I fly into Maseru, the capital of Lesotho, from Cape Town, discovering, only when my passport is demanded, that it is a separate country, an enclave, entirely surrounded by South Africa. The only other two enclaves in the world are in Italy. This is a tiny kingdom, the only independent state in the world that lies entirely above 1,000 metres. It was known as Basutoland, when it was a British colony (up to 1966). It was expedient for the Basuto people to make an agreement with the British, in order to keep out the TrekBoers - would be Dutch settlers. After independence, Lesotho became a constitutional monarchy, but democracy has been problematic and there has been more than one coup. There have been calls, from some, for integration with South Africa to ease travel restrictions and ease bureaucracy.
Lesotho (pronounced Less-oo-too) is also a complete contrast to what I've seen so far. I skid, in my hired Corolla (with CD player blaring more Johnny Clegg) down very rural dirt tracks. I’m glad it’s not my own car. Lesotho is not known as 'The Mountain Kingdom', for nothing. The edge of the Drakensberg Mountain range, the Maloti Mountains are the highest in Southern Africa. There are wild pale emerald fields, rich crimson soil and soaring spiky aloes. Also a rusting road barrier, and the local bobby.
“Why you no married? No want? What about me?”
To Malealea Lodge, in the heart of the mountains. Shell and flower covered stone rondavels, peacocks with pea-chicks (as opposed to chick-peas), stunning scenery, pouring rain, dramatic thunderstorms and two rugged Afrikaner adventure tour operators. The dynamic duo, Johannes and Andries, are in charge of pony trekking, rock climbing, 4 WD driving (constant competition as to who can be the most manic driver), abseiling and river rafting.
I choose the least potentially exhilarating of the options on offer and go pony trekking along the mountain ridges. Well, the pony ambles along The Ribeng Gorge edge, walking where it wants and eating when it wants and takes me with it. I’m very happy, except when my recalcitrant steed tries to bite me; the views across Lesotho are incredible. A few of the locals, wrapped in multi coloured wool blankets, wander along with us, chatting amicably. Two six year-olds are puffing away on cigarettes.
The next day's trip to the waterfall is cancelled - everyone is ill, I'm told. I'm not too disappointed as it's been thunder and lightning all day and I've played cards with Andries all afternoon.

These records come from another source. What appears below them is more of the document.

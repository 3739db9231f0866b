//! OpenAPI document loading.
//!
//! Raw text (JSON or YAML) is parsed into a JSON value, validated into
//! [`Diagnostics`], and lowered into the [`Document`] model the renderer
//! works from. Lowering is lenient so that documents with validation errors
//! can still be converted when errors are ignored.
//!
//! # Examples
//!
//! ```
//! use httpgen_core::openapi;
//! use httpgen_core::source::SourceDescriptor;
//!
//! # fn main() -> httpgen_core::Result<()> {
//! let text = r#"{"openapi": "3.0.0", "info": {"title": "T", "version": "1"}, "paths": {}}"#;
//! let loaded = openapi::load(text, &SourceDescriptor::classify("spec.json"))?;
//! assert_eq!(loaded.document.title.as_deref(), Some("T"));
//! # Ok(())
//! # }
//! ```

pub mod diagnostics;
pub mod types;

pub use diagnostics::{validate, Diagnostics, SpecVersion};
pub use types::{Document, HttpMethod, Operation, Parameter, PathItem, Server};

// Internal imports (std, crate)
use std::collections::BTreeMap;

use crate::source::SourceDescriptor;
use crate::Error;

// External imports (alphabetized)
use serde_json::{Map as JsonMap, Value as JsonValue};
use url::Url;

/// Path-item fields that never hold an operation
const RESERVED_PATH_FIELDS: &[&str] = &[
    "summary",
    "description",
    "servers",
    "parameters",
    "$ref",
    "additionalOperations",
];

/// A parsed document together with the diagnostics found while loading it
#[derive(Debug, Clone)]
pub struct LoadedDocument {
    pub document: Document,
    pub diagnostics: Diagnostics,
}

/// Parse and validate `text`.
///
/// Fails only when the text is not a JSON or YAML mapping at all; structural
/// problems are reported in the returned diagnostics.
pub fn load(text: &str, source: &SourceDescriptor) -> crate::Result<LoadedDocument> {
    let json = parse_content(text)?;
    let diagnostics = validate(&json);
    log::debug!(
        "Validated {}: {} error(s), {} warning(s)",
        source.raw,
        diagnostics.errors.len(),
        diagnostics.warnings.len()
    );

    let base = source
        .is_url()
        .then(|| Url::parse(&source.raw).ok())
        .flatten();
    let document = lower_document(&json, base.as_ref());
    Ok(LoadedDocument {
        document,
        diagnostics,
    })
}

/// Parse content as either JSON or YAML
pub fn parse_content(content: &str) -> crate::Result<JsonValue> {
    let json = match serde_json::from_str::<JsonValue>(content) {
        Ok(json) => json,
        Err(_) => serde_yaml::from_str::<JsonValue>(content)
            .map_err(|e| Error::parse(format!("content is neither valid JSON nor YAML: {e}")))?,
    };

    if !json.is_object() {
        return Err(Error::parse("document root must be a mapping"));
    }
    Ok(json)
}

/// Operations of a path item in declaration order.
pub(crate) fn operation_entries(item: &JsonMap<String, JsonValue>) -> Vec<(HttpMethod, &JsonValue)> {
    let mut operations: Vec<_> = item
        .iter()
        .filter(|(key, value)| {
            !RESERVED_PATH_FIELDS.contains(&key.as_str())
                && !key.starts_with("x-")
                && value.is_object()
        })
        .map(|(key, value)| (HttpMethod::parse(key), value))
        .collect();

    if let Some(additional) = item.get("additionalOperations").and_then(JsonValue::as_object) {
        operations.extend(
            additional
                .iter()
                .filter(|(_, value)| value.is_object())
                .map(|(key, value)| (HttpMethod::parse(key), value)),
        );
    }
    operations
}

fn lower_document(json: &JsonValue, base: Option<&Url>) -> Document {
    let info = json.get("info");
    let paths: BTreeMap<String, PathItem> = json
        .get("paths")
        .and_then(JsonValue::as_object)
        .map(|paths| {
            paths
                .iter()
                .filter_map(|(path, item)| {
                    let item = item.as_object()?;
                    Some((path.clone(), lower_path_item(json, item)))
                })
                .collect()
        })
        .unwrap_or_default();

    Document {
        title: info.and_then(|i| text_field(i, "title")),
        description: info.and_then(|i| text_field(i, "description")),
        version: info.and_then(|i| scalar_field(i, "version")),
        servers: extract_servers(json, base),
        paths,
        security: array_field(json, "security"),
    }
}

fn lower_path_item(root: &JsonValue, item: &JsonMap<String, JsonValue>) -> PathItem {
    let shared_parameters = item
        .get("parameters")
        .map(|p| extract_parameters(root, p))
        .unwrap_or_default();

    let operations = operation_entries(item)
        .into_iter()
        .map(|(method, operation)| {
            let lowered = lower_operation(root, operation, &shared_parameters);
            (method, lowered)
        })
        .collect();

    PathItem { operations }
}

fn lower_operation(root: &JsonValue, operation: &JsonValue, shared: &[Parameter]) -> Operation {
    let own = operation
        .get("parameters")
        .map(|p| extract_parameters(root, p))
        .unwrap_or_default();

    // Operation-level parameters override path-level ones with the same (name, in)
    let mut parameters: Vec<Parameter> = shared
        .iter()
        .filter(|p| !own.iter().any(|o| o.name == p.name && o.location == p.location))
        .cloned()
        .collect();
    parameters.extend(own);

    Operation {
        summary: text_field(operation, "summary"),
        description: text_field(operation, "description"),
        operation_id: text_field(operation, "operationId"),
        json_request_body: has_json_body(root, operation, &parameters),
        security: array_field(operation, "security"),
        parameters,
    }
}

fn has_json_body(root: &JsonValue, operation: &JsonValue, parameters: &[Parameter]) -> bool {
    if let Some(body) = operation.get("requestBody") {
        let body = resolve_ref(root, body).unwrap_or(body);
        return body
            .get("content")
            .and_then(JsonValue::as_object)
            .is_some_and(|content| content.keys().any(|media| is_json_media_type(media)));
    }

    // Swagger 2.0: a body parameter, consumed as JSON unless declared otherwise
    if parameters.iter().any(|p| p.location == "body") {
        let consumes = operation
            .get("consumes")
            .or_else(|| root.get("consumes"))
            .and_then(JsonValue::as_array);
        return match consumes {
            Some(types) => types
                .iter()
                .filter_map(JsonValue::as_str)
                .any(is_json_media_type),
            None => true,
        };
    }
    false
}

/// `application/json` or any `+json` structured syntax suffix
pub fn is_json_media_type(media_type: &str) -> bool {
    let essence = media_type
        .split(';')
        .next()
        .unwrap_or_default()
        .trim()
        .to_ascii_lowercase();
    essence == "application/json" || essence.ends_with("+json")
}

fn extract_parameters(root: &JsonValue, parameters: &JsonValue) -> Vec<Parameter> {
    parameters
        .as_array()
        .map(|arr| {
            arr.iter()
                .filter_map(|param| {
                    let param = resolve_ref(root, param).unwrap_or(param);
                    serde_json::from_value(param.clone()).ok()
                })
                .collect()
        })
        .unwrap_or_default()
}

/// Follow a local `$ref` one level, if `value` is a reference
fn resolve_ref<'a>(root: &'a JsonValue, value: &JsonValue) -> Option<&'a JsonValue> {
    let reference = value.get("$ref").and_then(JsonValue::as_str)?;
    let pointer = reference.strip_prefix('#')?;
    root.pointer(pointer)
}

fn extract_servers(json: &JsonValue, base: Option<&Url>) -> Vec<Server> {
    if let Some(servers) = json.get("servers").and_then(JsonValue::as_array) {
        return servers
            .iter()
            .filter_map(|server| {
                let url = server.get("url").and_then(JsonValue::as_str)?;
                let url = substitute_variables(url, server.get("variables"));
                Some(Server {
                    url: absolutize(&url, base),
                    description: text_field(server, "description"),
                })
            })
            .collect();
    }

    // Fall back to Swagger 2.0 host + basePath format
    let Some(host) = json.get("host").and_then(JsonValue::as_str) else {
        return Vec::new();
    };
    let base_path = json
        .get("basePath")
        .and_then(JsonValue::as_str)
        .unwrap_or("");
    let scheme = match json.get("schemes").and_then(JsonValue::as_array) {
        Some(schemes) if schemes.iter().any(|s| s.as_str() == Some("https")) => "https",
        Some(schemes) => schemes.first().and_then(JsonValue::as_str).unwrap_or("https"),
        None => "https",
    };
    vec![Server {
        url: format!("{scheme}://{host}{base_path}"),
        description: None,
    }]
}

/// Replace `{name}` placeholders with the variable's default value
fn substitute_variables(url: &str, variables: Option<&JsonValue>) -> String {
    let Some(variables) = variables.and_then(JsonValue::as_object) else {
        return url.to_string();
    };
    variables.iter().fold(url.to_string(), |acc, (name, variable)| {
        match variable.get("default").and_then(JsonValue::as_str) {
            Some(default) => acc.replace(&format!("{{{name}}}"), default),
            None => acc,
        }
    })
}

/// Resolve a relative server URL against the document's own URL
fn absolutize(url: &str, base: Option<&Url>) -> String {
    if Url::parse(url).is_ok() {
        return url.to_string();
    }
    match base.and_then(|b| b.join(url).ok()) {
        Some(joined) => joined.to_string().trim_end_matches('/').to_string(),
        None => url.to_string(),
    }
}

fn text_field(value: &JsonValue, key: &str) -> Option<String> {
    value
        .get(key)
        .and_then(JsonValue::as_str)
        .map(str::trim)
        .filter(|s| !s.is_empty())
        .map(String::from)
}

/// Like [`text_field`] but also accepts numbers, as YAML reads `1.0` as a float
fn scalar_field(value: &JsonValue, key: &str) -> Option<String> {
    match value.get(key)? {
        JsonValue::Number(n) => Some(n.to_string()),
        _ => text_field(value, key),
    }
}

fn array_field(value: &JsonValue, key: &str) -> Vec<JsonValue> {
    value
        .get(key)
        .and_then(JsonValue::as_array)
        .cloned()
        .unwrap_or_default()
}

The following day it’s still the pouring with rain, but we're river rafting. I’ve no idea what the scenery is like. I can’t see. The men do the paddling and their little Staffie terrier, Josh spends the whole day scrambling on and off the inflatables, terrified, leaping onto dry land and then back again as she sees us disappearing into the distance. She’s not the only animal swimming, as cattle too, follow us along the river bed.
Communications in Lesotho
There’s no cell signal at Malealea. I drive to the top of Paradise Pass six kilometres from Malealea Valley where I'm staying and scramble to the top of the hill. The mobile works here. I meet two Swiss girls texting their boyfriends.
“Cell Phone Hill” we laugh.
In the evening we have a camp fire and Andries croons Leonard Cohen to his guitar. Lady Midnight follows me to bed. Onwards, to Durban.